This was written some 250 years ago by the French Enlightenment philosopher and encyclopaedist Baron Paul-Henry Thiry d’Holbach in the preface to his book System of Nature or of the Laws of the Physical and Moral World, which was discredited by the French clergy as “blasphemous and seditious”. D’Holbach died on the eve of the French Revolution in 1789.

While people in the Middle Ages still lived in a magical world in which natural processes were apparently subject to supernatural powers, a decisive change in European life and thought began with the dawn of the modern age: people became aware of themselves and began to recognise and shape their position in the world as a whole. The authority of the Bible – until then the only source of wisdom – receded more and more into the background and researchers began to question nature itself, to read the great book of nature.
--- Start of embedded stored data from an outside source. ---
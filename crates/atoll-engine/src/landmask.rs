//! Land/ocean mask derivation.
//!
//! A cell is "populated" iff its population value is strictly positive;
//! the land mask is the populated set dilated by a square structuring
//! element. The mask suppresses score display in open ocean far from any
//! settlement, independent of whether the score itself is zero there.

use atoll_core::{GridSpec, Raster};

/// Dilation radius in cells. At ~200 m cells this is about 2 km.
pub const DILATION_RADIUS_CELLS: usize = 10;

/// Dilate a boolean mask with a square structuring element of the given
/// radius: a cell is set iff it or any cell within `radius` rows *and*
/// `radius` columns is set.
///
/// The square window is separable, so this runs as a horizontal pass
/// followed by a vertical pass.
pub fn dilate_square(mask: &[bool], width: usize, height: usize, radius: usize) -> Vec<bool> {
    debug_assert_eq!(mask.len(), width * height);
    if radius == 0 {
        return mask.to_vec();
    }

    let mut rows = vec![false; mask.len()];
    for r in 0..height {
        let base = r * width;
        for c in 0..width {
            let lo = c.saturating_sub(radius);
            let hi = (c + radius).min(width - 1);
            rows[base + c] = mask[base + lo..=base + hi].iter().any(|&v| v);
        }
    }

    let mut out = vec![false; mask.len()];
    for c in 0..width {
        for r in 0..height {
            let lo = r.saturating_sub(radius);
            let hi = (r + radius).min(height - 1);
            out[r * width + c] = (lo..=hi).any(|rr| rows[rr * width + c]);
        }
    }
    out
}

/// Derive the land mask for a score grid.
///
/// Without a population raster every cell defaults to land; the mask then
/// never suppresses anything.
pub fn derive_land_mask(spec: &GridSpec, population: Option<&Raster>) -> Vec<bool> {
    let Some(pop) = population else {
        return vec![true; spec.cell_count()];
    };

    let mut populated = vec![false; spec.cell_count()];
    for row in 0..spec.height() {
        for col in 0..spec.width() {
            let (lat, lon) = spec.cell_center(row, col);
            populated[spec.index(row, col)] = pop.sample(lat, lon).unwrap_or(0.0) > 0.0;
        }
    }
    dilate_square(&populated, spec.width(), spec.height(), DILATION_RADIUS_CELLS)
}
At first, it was bold individuals who paved the way for research and sometimes paid for the independence of their thinking with their lives. This is why d’Holbach’s books “System of Nature” (1770) and “Common Sense or the Religious Testament of Father Meslier from Étrépigny” (“LE BONS SENS DU CURE MESLIER”) (1772) were published under fictitious authorship (2).

With his works, d’Holbach says he wants to lead man back to nature, to restore respect for reason and reverence for virtue, and to dispel the shadows that hide the only path that can lead him safely to the happiness he seeks. He pursues no other intention than the happiness of his fellow men. Out of ambition he also wants the applause of “the small number of partisans of the truth” and of “righteous people who sincerely seek it”. (3)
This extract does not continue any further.